Update: This was a proof-of-concept that I did back in Sept ’17. I did not expect such a great response to this project. As mentioned by many people, the code does not work anymore because WhatsApp Web keeps changing it’s code. However, I encourage you to fork my project on GitHub to make it work for your own needs.
Ever since I started to code when I was 12 years old, I always liked to break stuff more than make stuff. Trying to go deep into the functionality of a piece of software and trying all kinds of ways to break a feature has been kind of a hobby since then. Now that I have told you that, you must’ve guessed it already that this post is about breaking a feature in a software. But more so, it is also my attempt (or you could say a proof-of-concept) at showing you that nothing is private nowadays and if you know how to break into something, well you know how to break into it.
For this particular attempt, I am trying to break one of the privacy features given to you by WhatsApp. I use WhatsApp a lot to communicate with my family and friends almost all day long and it’s an amazing piece of software. And like many other messaging apps, WhatsApp also gives you your right to control your privacy. One such feature is to hide your “Last Seen” status from people.
And it works great! I always have this set to “Nobody” because I don’t want people to know when I was last online and I’m sure millions of other people do the same. But is it that safe? Can I not break it? Hmm, this is when I started to go deeper into this.
The homepage for web.whatsapp.com
Turns out that WhatsApp also has a web interface that can be used to chat directly from your browser. That’s great! I can easily look into the source code here to find my way into the underneath layers of how it all works. And that’s what I did. I went through all the scripts that make WhatsApp Web work and I found something interesting. If you go to the JS console in your browser while you’re on the website and type Store and press enter, you’ll see a particular output. And that’s how WhatsApp Web seems to be storing and retrieving stuff on your browser. It has a ‘Store’ object. Type Store.Presence.models and voila! You can now go through some details of your contacts. One of those little details is to check if a user is online, something like __x_isOnline, and after finding this I was super elated that I might have found a workaround to the “Last Seen” privacy feature by just logging the time when a user comes online and when he/she goes offline. But after some experimentation I found out that this was not a reliable way of doing so. Why? Because the param __x_isOnline disappeared when I tried to play around with it with my custom JS code. (PS. If you understand why it does then please tell me!)
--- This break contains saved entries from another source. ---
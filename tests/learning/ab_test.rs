//! A/B test arbitration against the store.

use chrono::Utc;

use cadence::learning::prompts::evaluate_ab_tests;
use cadence::store::outreach::{NewEngagementEvent, NewOutreachEvent};
use cadence::store::prompts::PromptVersionStatus;
use cadence::store::Store;
use cadence::types::{Channel, Sentiment, Tenant};

async fn seeded() -> (Store, Tenant, i64) {
    let store = Store::in_memory().await.expect("store");
    let tenant_id = sqlx::query("INSERT INTO tenants (name) VALUES ('t')")
        .execute(store.pool())
        .await
        .expect("tenant")
        .last_insert_rowid();
    let tenant = store.get_tenant(tenant_id).await.expect("tenant row");
    let lead = sqlx::query(
        "INSERT INTO leads (tenant_id, email, source, first_seen_at, last_seen_at) \
         VALUES (?1, 'a@b.c', 'pixel', datetime('now'), datetime('now'))",
    )
    .bind(tenant_id)
    .execute(store.pool())
    .await
    .expect("lead")
    .last_insert_rowid();
    (store, tenant, lead)
}

/// Open a running test with a small per-arm sample bar; returns
/// (control id, variant id).
async fn open_test(store: &Store, tenant_id: i64, min_sample: i64) -> (i64, i64) {
    let control = store
        .insert_prompt_version(tenant_id, "sequence-writer", "c", PromptVersionStatus::Testing, &[])
        .await
        .expect("control");
    store
        .activate_prompt_version(tenant_id, "sequence-writer", control.id)
        .await
        .expect("activate control");
    let variant = store
        .insert_prompt_version(tenant_id, "sequence-writer", "v", PromptVersionStatus::Testing, &[])
        .await
        .expect("variant");
    store
        .create_ab_test(tenant_id, "sequence-writer", control.id, variant.id, min_sample, 30)
        .await
        .expect("test");
    (control.id, variant.id)
}

/// Record `sends` outreach rows for a version, with `positives` of them
/// earning a positive reply.
async fn record_sends(store: &Store, tenant_id: i64, lead: i64, version: i64, sends: u32, positives: u32) {
    for i in 0..sends {
        let outreach_id = store
            .insert_outreach(&NewOutreachEvent {
                tenant_id,
                lead_id: lead,
                sequence_id: None,
                channel: Channel::Email,
                step_number: 1,
                subject: Some("s".to_owned()),
                body: "b".to_owned(),
                persona: None,
                relationship: None,
                top_trigger: None,
                strategy: serde_json::json!({}),
                prompt_version_id: Some(version),
                provider_campaign_id: None,
                provider_lead_id: None,
                thread_position: 1,
                sent_at: Utc::now(),
            })
            .await
            .expect("outreach");
        if i < positives {
            store
                .insert_engagement(&NewEngagementEvent {
                    tenant_id,
                    lead_id: Some(lead),
                    outreach_event_id: Some(outreach_id),
                    unattributed: false,
                    event_type: "positive_reply".to_owned(),
                    sentiment: Some(Sentiment::Positive),
                    interest_level: None,
                    days_since_first_email: Some(0),
                    provider_campaign_id: None,
                    provider_lead_id: None,
                    occurred_at: Utc::now(),
                })
                .await
                .expect("engagement");
        }
    }
}

async fn version_status(store: &Store, tenant_id: i64, version: i64) -> PromptVersionStatus {
    store
        .get_prompt_version(tenant_id, version)
        .await
        .expect("version")
        .status
}

#[tokio::test]
async fn zero_reply_tie_is_inconclusive_and_keeps_control() {
    let (store, tenant, lead) = seeded().await;
    let (control, variant) = open_test(&store, tenant.id, 5).await;
    // Both arms reach the sample bar without a single positive reply.
    record_sends(&store, tenant.id, lead, control, 5, 0).await;
    record_sends(&store, tenant.id, lead, variant, 5, 0).await;

    let concluded = evaluate_ab_tests(&store, &tenant).await.expect("evaluate");
    assert_eq!(concluded, 1);

    let running = store
        .running_ab_test(tenant.id, "sequence-writer")
        .await
        .expect("query");
    assert!(running.is_none(), "the test must conclude");
    assert_eq!(
        version_status(&store, tenant.id, control).await,
        PromptVersionStatus::Active,
        "control survives an inconclusive test"
    );
    assert_eq!(
        version_status(&store, tenant.id, variant).await,
        PromptVersionStatus::Deprecated,
        "the variant retires without a win"
    );
}

#[tokio::test]
async fn variant_with_clear_margin_wins() {
    let (store, tenant, lead) = seeded().await;
    let (control, variant) = open_test(&store, tenant.id, 5).await;
    record_sends(&store, tenant.id, lead, control, 10, 1).await;
    record_sends(&store, tenant.id, lead, variant, 10, 3).await;

    let concluded = evaluate_ab_tests(&store, &tenant).await.expect("evaluate");
    assert_eq!(concluded, 1);
    assert_eq!(
        version_status(&store, tenant.id, variant).await,
        PromptVersionStatus::Active
    );
    assert_eq!(
        version_status(&store, tenant.id, control).await,
        PromptVersionStatus::Deprecated
    );
}

#[tokio::test]
async fn control_keeps_the_crown_inside_the_margin() {
    let (store, tenant, lead) = seeded().await;
    let (control, variant) = open_test(&store, tenant.id, 5).await;
    // 20% vs 20%: inside the 10% relative margin either way.
    record_sends(&store, tenant.id, lead, control, 20, 4).await;
    record_sends(&store, tenant.id, lead, variant, 20, 4).await;

    evaluate_ab_tests(&store, &tenant).await.expect("evaluate");
    assert_eq!(
        version_status(&store, tenant.id, control).await,
        PromptVersionStatus::Active
    );
    assert_eq!(
        version_status(&store, tenant.id, variant).await,
        PromptVersionStatus::Deprecated
    );
}

#[tokio::test]
async fn short_sample_keeps_the_test_running() {
    let (store, tenant, lead) = seeded().await;
    let (control, variant) = open_test(&store, tenant.id, 50).await;
    record_sends(&store, tenant.id, lead, control, 3, 1).await;
    record_sends(&store, tenant.id, lead, variant, 3, 2).await;

    let concluded = evaluate_ab_tests(&store, &tenant).await.expect("evaluate");
    assert_eq!(concluded, 0);
    assert!(store
        .running_ab_test(tenant.id, "sequence-writer")
        .await
        .expect("query")
        .is_some());
}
A user has the “online” label to indicate his/her presence
But I obviously did not give up so easily. I thought what if I try to target just one contact at a time and just play around with the DOM. So when a user comes online, he/she has an “online” label below his/her name in the webpage. So I did the same and went on to see for DOM changes and log the activity accordingly. It worked! I could see when a particular contact of mine on WhatsApp comes online and goes offline. So even if he/she has the “Last Seen” privacy option on, I can still track when he/she comes online and goes offline. This is scary right? And it’s a small piece of code that I wrote.
Kind of the same as your “Last Seen” eh?
I call this small hack as “UhOh” because uh oh, did I just break the “Last Seen” privacy feature of WhatsApp using its own web client?
For all you programmer peeps out there, I use Puppeteer to do this. It’s a Chrome Headless Node API released by the Google Chrome team themselves. I simple automate the process of opening up a browser page, heading to https://web.whatsapp.com, selecting the contact I want the data about and start “watching” for DOM manipulation. All this happens automatically and you get the logs in your console. More about the technicalities can be found on my GitHub repo here.
So my attempt here is not to scare people, but to show you that the concept of “privacy” is not quite a very true one in today’s world. Things can be broken easily and you can be tracked with a few lines of code, and you might not even know about it.